The experimental incentive pool could dispense up to a total of $11.4 billion to Texas health providers. But 60 percent of that financing is federal matching dollars that are contingent upon whether providers meet quality and efficiency standards. 

To meet those standards, providers must use local tax dollars — from hospital districts, for example — to create programs and partnerships that improve their region’s health care system. In some cases, private and nonprofit hospitals have agreed to also contribute money for the programs, but the federal government will not match those dollars. 

Coleman said some hospitals stand to lose from this new arrangement. Before, those that treated Medicaid patients were guaranteed to receive money regardless of those patients’ outcomes. The new system holds providers accountable.
But the hospitals also have many opportunities from which to gain. 

Most of the high-risk incentive financing — 75 percent — is designated for hospitals. Ten percent has been designated for mental health centers, another 10 percent for academic health science centers and 5 percent for local health department projects. 

Health care providers must also coordinate their transformation waiver project proposals with a regional anchor — in most cases, a local government entity or public hospital — assigned by the state to supervise the distribution of local government financing. 

Seton, for example, is partnering with Central Health, the Central Texas region’s public hospital district and anchor for the six counties in the region, to set up an incentive project called the “Community Care Collaborative.” By connecting primary care physicians, community clinics and hospitals in the region, the initiative tries to keep low-income, uninsured residents healthy and out of high-cost hospital emergency room.

Hartman said a pilot program already under way assigns social workers, nurses and physicians to monitor patients making costly recurring visits to the emergency room to identify the environmental factors contributing to the patient’s chronic health problems.

The goal is “to stabilize the patient quickly by really being very involved in their lives for a while,” Hartman said, “and then once they get stabilized, getting them into a primary care home.”

In many cases, the regional anchors have proposed projects to receive incentive money. Although the anchors cannot influence which proposals receive approval from the federal government, some participants worry that the administrative power of the anchors has affected which project proposals will be considered. 

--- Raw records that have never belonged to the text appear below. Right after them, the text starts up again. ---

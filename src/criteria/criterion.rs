//! Criterion and Criteria types and the matching engine

use serde::{Deserialize, Serialize};
use std::collections::HashSet;
use std::fmt;

use super::pattern::{PatternError, StdoutPattern};

/// Exit codes and stdout patterns that mute a run when both qualify
#[derive(Debug, Clone, Default, Serialize, Deserialize)]
pub struct Criterion {
    /// Exit codes that qualify; empty accepts any exit code
    #[serde(default)]
    pub exit_codes: Vec<i32>,
    /// Patterns of which at least one must match stdout; empty accepts any stdout
    #[serde(default)]
    pub stdout_patterns: Vec<StdoutPattern>,
}

impl Criterion {
    /// Create a criterion from exit codes and pattern source strings
    pub fn new(exit_codes: &[i32], patterns: &[&str]) -> Result<Self, PatternError> {
        let stdout_patterns = patterns
            .iter()
            .map(|p| StdoutPattern::new(p))
            .collect::<Result<Vec<_>, _>>()?;
        Ok(Self::from_parts(exit_codes.to_vec(), stdout_patterns))
    }

    /// Create a criterion from already compiled patterns
    pub fn from_parts(exit_codes: Vec<i32>, stdout_patterns: Vec<StdoutPattern>) -> Self {
        Self {
            exit_codes,
            stdout_patterns,
        }
    }

    /// A criterion is empty when it has neither exit codes nor patterns
    pub fn is_empty(&self) -> bool {
        self.exit_codes.is_empty() && self.stdout_patterns.is_empty()
    }

    /// Check if a run with the given exit code and stdout satisfies this criterion
    ///
    /// An empty criterion never matches.
    pub fn matches(&self, exit_code: i32, stdout: &str) -> bool {
        if self.is_empty() {
            return false;
        }
        self.accepts_exit_code(exit_code) && self.accepts_stdout(stdout)
    }

    fn accepts_exit_code(&self, exit_code: i32) -> bool {
        self.exit_codes.is_empty() || self.exit_codes.contains(&exit_code)
    }

    fn accepts_stdout(&self, stdout: &str) -> bool {
        self.stdout_patterns.is_empty() || self.stdout_patterns.iter().any(|p| p.is_match(stdout))
    }
}

/// Exit codes and pattern texts compare as sets: order and repeated entries do not matter
impl PartialEq for Criterion {
    fn eq(&self, other: &Self) -> bool {
        let codes: HashSet<i32> = self.exit_codes.iter().copied().collect();
        let other_codes: HashSet<i32> = other.exit_codes.iter().copied().collect();
        if codes != other_codes {
            return false;
        }

        let patterns: HashSet<&str> = self.stdout_patterns.iter().map(|p| p.as_str()).collect();
        let other_patterns: HashSet<&str> =
            other.stdout_patterns.iter().map(|p| p.as_str()).collect();
        patterns == other_patterns
    }
}

impl Eq for Criterion {}

impl fmt::Display for Criterion {
    fn fmt(&self, f: &mut fmt::Formatter<'_>) -> fmt::Result {
        let codes: Vec<String> = self.exit_codes.iter().map(|c| c.to_string()).collect();
        write!(
            f,
            "<Criterion codes=\"{}\" patterns_count=\"{}\">",
            codes.join(","),
            self.stdout_patterns.len()
        )
    }
}

/// Ordered list of criteria; a run is muted if it matches any of them
///
/// Order does not affect matching but is preserved for debugging and
/// serialization.
#[derive(Debug, Clone, Default, Serialize, Deserialize)]
#[serde(transparent)]
pub struct Criteria(Vec<Criterion>);

impl Criteria {
    pub fn new() -> Self {
        Self::default()
    }

    /// Append a criterion, returning self for chaining
    pub fn with(mut self, criterion: Criterion) -> Self {
        self.0.push(criterion);
        self
    }

    pub fn push(&mut self, criterion: Criterion) {
        self.0.push(criterion);
    }

    pub fn iter(&self) -> std::slice::Iter<'_, Criterion> {
        self.0.iter()
    }

    pub fn len(&self) -> usize {
        self.0.len()
    }

    pub fn is_empty(&self) -> bool {
        self.0.is_empty()
    }

    /// Check if an equal criterion is present
    pub fn contains(&self, criterion: &Criterion) -> bool {
        self.0.iter().any(|c| c == criterion)
    }

    /// Check if a run matches any non-empty criterion
    ///
    /// Short-circuits on the first match. Empty criteria are skipped.
    pub fn matches_run(&self, exit_code: i32, stdout: &str) -> bool {
        self.0
            .iter()
            .filter(|c| !c.is_empty())
            .any(|c| c.matches(exit_code, stdout))
    }
}

/// Equal cardinality plus containment in both directions
impl PartialEq for Criteria {
    fn eq(&self, other: &Self) -> bool {
        self.len() == other.len()
            && self.iter().all(|c| other.contains(c))
            && other.iter().all(|c| self.contains(c))
    }
}

impl Eq for Criteria {}

impl From<Vec<Criterion>> for Criteria {
    fn from(items: Vec<Criterion>) -> Self {
        Self(items)
    }
}

impl FromIterator<Criterion> for Criteria {
    fn from_iter<I: IntoIterator<Item = Criterion>>(iter: I) -> Self {
        Self(iter.into_iter().collect())
    }
}

impl<'a> IntoIterator for &'a Criteria {
    type Item = &'a Criterion;
    type IntoIter = std::slice::Iter<'a, Criterion>;

    fn into_iter(self) -> Self::IntoIter {
        self.0.iter()
    }
}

Kolkhorst said that in some cases, the project negotiations have “actually fractured the health community more, because just a few people are in charge of this very large sum of money.”

In Dallas, for example, the failure of a proposed program dubbed “My Medical Home” fueled conflict between physicians and hospitals in the region. 

“We just had a much more ambitious idea of what this could accomplish,” said Dr. Rick Snyder, president of the Dallas County Medical Society, which proposed “My Medical Home” as an expansion of an existing program, which is financed under the former system, that it ran to coordinate care for uninsured residents.

By bumping the program’s budget to $38 million annually, from $5 million, the medical society hoped My Medical Home could begin paying physicians for services they currently provide for free and set up a health information exchange to share electronic health records between the four regional hospital systems.

After negotiations between the medical society and hospital systems — each of which needed to agree to assume some of the financial risk associated the project — came up $17 million short of the $38 million the medical society budgeted, the project was put on hold. Without a future source of financing, the medical society decided to stop operating the existing program in 2013. 

Snyder suggested hospitals, with their deep pockets, have too much control over which projects are financed. 

The “main goal is to increase access, and particularly access to primary care physicians,” he said. “The way the funding mechanism and the resource allocation is being rolled out, it’s not going to achieve that.”